Ethanol plants could cut back production, or even temporarily shut down, said Darin Newsom, senior analyst with DTN, a subscriber news service for the agriculture industry. The federal government already predicts a corn shortfall of 635 million bushels.

The slow start to corn planting has fueled concerns. The crop is forecast at 12.1 billion bushels, down 7 percent from last year, according to a May 9 report from the U.S. Department of Agriculture.

"We could have challenges a year from now to find enough corn for feed and fuel," said Nowak, the loan officer.

He said one remedy could come from the ethanol industry itself: if plants cut their demand by 25 percent, it would lower the overall demand on corn, causing prices to drop and saving the ethanol industry the expense of buying expensive corn.

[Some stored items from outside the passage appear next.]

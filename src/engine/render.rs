use std::sync::mpsc;

use slotmap::SecondaryMap;

use super::graph::{GraphCommand, Retired};
use super::processors::Processor;
use super::voices::PolyVoice;
use super::NodeId;

const EAR_SAFETY: f32 = 0.5;

/// Audio-thread half of the bundled engine.
pub struct Renderer {
    queue: mpsc::Receiver<GraphCommand>,
    voices: SecondaryMap<NodeId, Box<PolyVoice>>,
    effects: SecondaryMap<NodeId, Box<dyn Processor>>,
    routes: SecondaryMap<NodeId, Vec<NodeId>>,
    graveyard: mpsc::SyncSender<Retired>,
}

impl Renderer {
    pub(super) fn new(
        queue: mpsc::Receiver<GraphCommand>,
        graveyard: mpsc::SyncSender<Retired>,
    ) -> Self {
        Self {
            queue,
            voices: SecondaryMap::with_capacity(16),
            effects: SecondaryMap::with_capacity(16),
            routes: SecondaryMap::with_capacity(16),
            graveyard,
        }
    }

    fn retire(&self, item: Retired) {
        // If the control side is gone or full the item is dropped here instead.
        let _ = self.graveyard.try_send(item);
    }

    /// Applies queued graph changes. Call once per buffer.
    pub fn pump_commands(&mut self) {
        while let Ok(command) = self.queue.try_recv() {
            self.apply(command);
        }

        // Only keep notes that aren't done yet.
        for voice in self.voices.values_mut() {
            voice.prune();
        }
    }

    fn apply(&mut self, command: GraphCommand) {
        match command {
            GraphCommand::AddVoice(id, voice) => {
                self.voices.insert(id, voice);
            }

            GraphCommand::AddEffect(id, processor) => {
                self.effects.insert(id, processor);
            }

            GraphCommand::Remove(id) => {
                if let Some(v) = self.voices.remove(id) {
                    self.retire(Retired::Voice(v));
                }
                if let Some(p) = self.effects.remove(id) {
                    self.retire(Retired::Effect(p));
                }
                if let Some(r) = self.routes.remove(id) {
                    self.retire(Retired::Route(r));
                }
            }

            GraphCommand::Route(source, stages) => {
                if self.voices.contains_key(source) {
                    if let Some(old) = self.routes.insert(source, stages) {
                        self.retire(Retired::Route(old));
                    }
                } else {
                    self.retire(Retired::Route(stages));
                }
            }

            GraphCommand::Envelope(id, envelope) => {
                if let Some(v) = self.voices.get_mut(id) {
                    v.set_envelope(envelope);
                }
            }

            GraphCommand::Attack(id, key, vel) => {
                if let Some(v) = self.voices.get_mut(id) {
                    v.note_on(key, vel);
                }
            }

            GraphCommand::Release(id, key) => {
                if let Some(v) = self.voices.get_mut(id) {
                    v.note_off(key);
                }
            }

            GraphCommand::Detune(id, cents) => {
                if let Some(v) = self.voices.get_mut(id) {
                    v.set_detune(cents);
                }
            }

            GraphCommand::Volume(id, db) => {
                if let Some(v) = self.voices.get_mut(id) {
                    v.set_volume(db);
                }
            }
        }
    }

    /// Renders one stereo frame. Voices without a route aren't connected to the
    /// output and stay silent.
    pub fn step_frame(&mut self) -> (f32, f32) {
        let (mut out_l, mut out_r) = (0.0, 0.0);

        for (id, voice) in self.voices.iter_mut() {
            let (mut l, mut r) = voice.step_frame();
            let route = match self.routes.get(id) {
                Some(route) => route,
                None => continue,
            };

            for stage in route {
                if let Some(p) = self.effects.get_mut(*stage) {
                    let (pl, pr) = p.process(l, r);
                    l = pl;
                    r = pr;
                }
            }

            out_l += l;
            out_r += r;
        }

        (
            out_l.clamp(-EAR_SAFETY, EAR_SAFETY),
            out_r.clamp(-EAR_SAFETY, EAR_SAFETY),
        )
    }

    pub fn voice_count(&self) -> usize {
        self.voices.len()
    }

    pub fn effect_count(&self) -> usize {
        self.effects.len()
    }
}
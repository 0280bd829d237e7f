use slotmap::{DefaultKey, DenseSlotMap, Key};

use crate::synth::{Envelope, VoiceKind};
use crate::util::*;

const MAX_NOTES: usize = 32;

/// Ratio of modulator to carrier frequency for the AM and FM voices, and of the
/// second oscillator for the duo voice.
const AM_HARMONICITY: f32 = 3.0;
const FM_HARMONICITY: f32 = 3.0;
const FM_MODULATION_INDEX: f32 = 10.0;
const DUO_HARMONICITY: f32 = 1.5;

#[derive(Debug)]
struct Note {
    key: u8,
    pitch: f32,
    vel: f32,
    released: bool,
    id: u64,

    t: f32,
    release_t: f32,
    pre_release_level: f32,

    phase: f32,
    mod_phase: f32,
}

impl Note {
    fn level(&self, env: &Envelope) -> f32 {
        if self.released {
            if env.release <= 0.0 {
                return 0.0;
            }
            let release_perc = ((self.t - self.release_t) / env.release).clamp(0.0, 1.0);
            return (1.0 - release_perc) * self.pre_release_level;
        }

        if self.t < env.attack {
            self.t / env.attack
        } else if self.t < env.attack + env.decay {
            let decay_perc = (self.t - env.attack) / env.decay;
            1.0 - (1.0 - env.sustain) * decay_perc
        } else {
            env.sustain
        }
    }

    fn is_done(&self, env: &Envelope) -> bool {
        self.released && self.t - self.release_t >= env.release
    }
}

fn saw(phase: f32) -> f32 {
    2.0 * phase - 1.0
}

fn sine(phase: f32) -> f32 {
    (phase * 2.0 * std::f32::consts::PI).sin()
}

/// A polyphonic instrument: every note shares the envelope, detune and volume.
pub struct PolyVoice {
    kind: VoiceKind,
    sample_rate: f32,
    envelope: Envelope,
    detune_ratio: f32,

    target_gain: f32,
    gain: f32,

    notes: DenseSlotMap<DefaultKey, Note>,
    held: [DefaultKey; 128],
    id_ctr: u64,
}

impl PolyVoice {
    pub fn new(kind: VoiceKind, volume_db: f32, sample_rate: f32) -> Self {
        let gain = db_to_gain(volume_db);
        Self {
            kind,
            sample_rate,
            envelope: Envelope::default(),
            detune_ratio: 1.0,
            target_gain: gain,
            gain,
            notes: DenseSlotMap::with_capacity(MAX_NOTES + 1),
            held: [DefaultKey::null(); 128],
            id_ctr: 0,
        }
    }

    pub fn active_notes(&self) -> usize {
        self.notes.len()
    }

    pub fn set_envelope(&mut self, envelope: Envelope) {
        self.envelope = envelope;
    }

    pub fn set_detune(&mut self, cents: f32) {
        self.detune_ratio = 2.0f32.powf(cents / 1200.0);
    }

    pub fn set_volume(&mut self, db: f32) {
        self.target_gain = db_to_gain(db);
    }

    pub fn note_on(&mut self, key: u8, vel: u8) {
        let key = key.min(127);
        // Retriggering a held key releases the old note first.
        self.note_off(key);

        if self.notes.len() >= MAX_NOTES {
            // Steal a released note if there is one, otherwise the oldest.
            let victim = self
                .notes
                .iter()
                .min_by_key(|(_, n)| (!n.released, n.id))
                .map(|(k, _)| k);
            if let Some(victim) = victim {
                self.remove_note(victim);
            }
        }

        let note = Note {
            key,
            pitch: key_to_pitch(key),
            vel: vel as f32 / 127.0,
            released: false,
            id: self.id_ctr,
            t: 0.0,
            release_t: 0.0,
            pre_release_level: 0.0,
            phase: 0.0,
            mod_phase: 0.0,
        };
        self.id_ctr = self.id_ctr.wrapping_add(1);
        self.held[key as usize] = self.notes.insert(note);
    }

    pub fn note_off(&mut self, key: u8) {
        let slot = &mut self.held[key.min(127) as usize];
        if let Some(note) = self.notes.get_mut(*slot) {
            note.pre_release_level = note.level(&self.envelope);
            note.released = true;
            note.release_t = note.t;
        }
        *slot = DefaultKey::null();
    }

    fn remove_note(&mut self, key: DefaultKey) {
        if let Some(note) = self.notes.remove(key) {
            if self.held[note.key as usize] == key {
                self.held[note.key as usize] = DefaultKey::null();
            }
        }
    }

    /// Forgets notes whose release has finished.
    pub fn prune(&mut self) {
        let envelope = self.envelope;
        self.notes.retain(|_k, n| !n.is_done(&envelope));
    }

    pub fn step_frame(&mut self) -> (f32, f32) {
        self.gain = 0.95 * self.gain + 0.05 * self.target_gain;

        let mut value = 0.0;
        for note in self.notes.values_mut() {
            let osc = match self.kind {
                VoiceKind::Am => {
                    let modulator = if note.mod_phase < 0.5 { 1.0 } else { 0.0 };
                    sine(note.phase) * modulator
                }
                VoiceKind::Fm => {
                    let modulation = FM_MODULATION_INDEX * sine(note.mod_phase);
                    (note.phase * 2.0 * std::f32::consts::PI + modulation).sin()
                }
                VoiceKind::Duo => 0.5 * (saw(note.phase) + saw(note.mod_phase)),
            };

            value += osc * note.vel * note.level(&self.envelope);

            let harmonicity = match self.kind {
                VoiceKind::Am => AM_HARMONICITY,
                VoiceKind::Fm => FM_HARMONICITY,
                VoiceKind::Duo => DUO_HARMONICITY,
            };
            let step = note.pitch * self.detune_ratio / self.sample_rate;
            note.phase = (note.phase + step) % 1.0;
            note.mod_phase = (note.mod_phase + step * harmonicity) % 1.0;
            note.t += 1.0 / self.sample_rate;
        }

        let wave = value * self.gain;
        (wave, wave)
    }
}
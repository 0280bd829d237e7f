use crate::util::*;

const WINDOW_TIME_MS: f32 = 5.0;
const ATTACK_TIME_S: f32 = 0.003;
const RELEASE_TIME_S: f32 = 0.25;

pub struct Compressor {
    ringbuffer: Vec<f32>,
    ringbuffer_idx: usize,

    threshold: f32,
    ratio: f32,
    att_coeff: f32,
    rel_coeff: f32,
    wet: f32,

    rms2total: f32,
    gain_db: f32,
}

impl Compressor {
    pub fn new(sample_rate: f32, threshold: f32, ratio: f32, wet: f32) -> Self {
        let window_size = ((sample_rate * WINDOW_TIME_MS / 1000.0) as usize).max(1);

        Self {
            ringbuffer: vec![0.0; window_size],
            ringbuffer_idx: 0,

            threshold,
            ratio: ratio.max(1.0),
            att_coeff: (-1.0 / (ATTACK_TIME_S * sample_rate)).exp(),
            rel_coeff: (-1.0 / (RELEASE_TIME_S * sample_rate)).exp(),
            wet,

            rms2total: 0.0,
            gain_db: 0.0,
        }
    }

    /// Gain change in dB the compressor aims for at the given level.
    fn target_gain_db(&self, level_db: f32) -> f32 {
        let over = level_db - self.threshold;
        if over > 0.0 {
            -over * (1.0 - 1.0 / self.ratio)
        } else {
            0.0
        }
    }

    pub fn process(&mut self, l: f32, r: f32) -> (f32, f32) {
        let sqvol = 0.5 * (l * l + r * r);
        self.rms2total -= self.ringbuffer[self.ringbuffer_idx];
        self.rms2total += sqvol;
        self.ringbuffer[self.ringbuffer_idx] = sqvol;
        self.ringbuffer_idx = (self.ringbuffer_idx + 1) % self.ringbuffer.len();

        // Rounding can leave the running sum slightly negative.
        let rms2 = (self.rms2total / self.ringbuffer.len() as f32).max(0.0);
        let level_db = gain_to_db(rms2.sqrt());

        let target = self.target_gain_db(level_db);
        let coeff = if target < self.gain_db {
            self.att_coeff
        } else {
            self.rel_coeff
        };
        self.gain_db = target + coeff * (self.gain_db - target);

        let gain = db_to_gain(self.gain_db);
        let cl = self.wet.mix(l, l * gain);
        let cr = self.wet.mix(r, r * gain);
        (cl, cr)
    }
}

#[cfg(test)]
mod tests {
    use super::*;

    #[test]
    fn test_quiet_signal_untouched() {
        let mut c = Compressor::new(48000.0, -24.0, 12.0, 1.0);
        let mut out = (0.0, 0.0);
        for _ in 0..4800 {
            out = c.process(0.01, 0.01);
        }
        assert!((out.0 - 0.01).abs() < 1e-4);
    }

    #[test]
    fn test_loud_signal_reduced() {
        let mut c = Compressor::new(48000.0, -24.0, 12.0, 1.0);
        let mut out = (0.0, 0.0);
        for _ in 0..48000 {
            out = c.process(0.9, 0.9);
        }
        // -0.9 dB in, threshold -24 dB, ratio 12: roughly -21 dB of reduction.
        assert!(out.0 < 0.2);
        assert!(out.0 > 0.0);
    }

    #[test]
    fn test_dry_mix_bypasses() {
        let mut c = Compressor::new(48000.0, -24.0, 12.0, 0.0);
        for _ in 0..4800 {
            assert_eq!(c.process(0.9, -0.9), (0.9, -0.9));
        }
    }
}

The move would also help poultry and livestock farmers who rely on corn for animal feed.

The USDA forecast 4 billion bushels of this year's corn harvest going to ethanol production, a 33 percent increase over last year, but some observers now say it could drop as low as 3.6 billion by the end of the year, said Newsom.

Whispers of the 1980s

The farm economy, seen from a broad view, is starting to look a lot like the 1980s again, when strong exports, high commodity prices, and low interest rates had spurred farmers to borrow money. The 1980s farm crisis began when the federal government under Paul Volcker, the Reagan administration chairman of the Federal Reserve, sharply raised interest rates to curtail inflation. Farmers who had too much debt were sunk. Many families lost their farms.

"If you kick in inflation, long-term rates are just going to get crazy," said Kluis, the grain analyst. "We're going to have an inflation genie come out of the bottle that we're not going to have any pleasant cure for."

Larson, who farms land near his childhood home in Willmar, said he feels more comfortable than most farmers working in the futures market because he's also spent a career trading grain at the Minneapolis Grain Exchange.

"I study the markets a lot," said Larson. "Traders are always talking to other traders for ideas. I take four or five different news services. We absorb all of this information and I make all of my own decisions."

So far this year, that's meant using the futures market to sell his 2009 and even 2010 corn crops, going out much further ahead of schedule than usual. Essentially he's betting the price of corn will fall. Larson also bought more farmland recently even though the price was much higher than it would have been a year or two ago.

"That's the way it is with bull markets, you just have to know when to get off of the horse."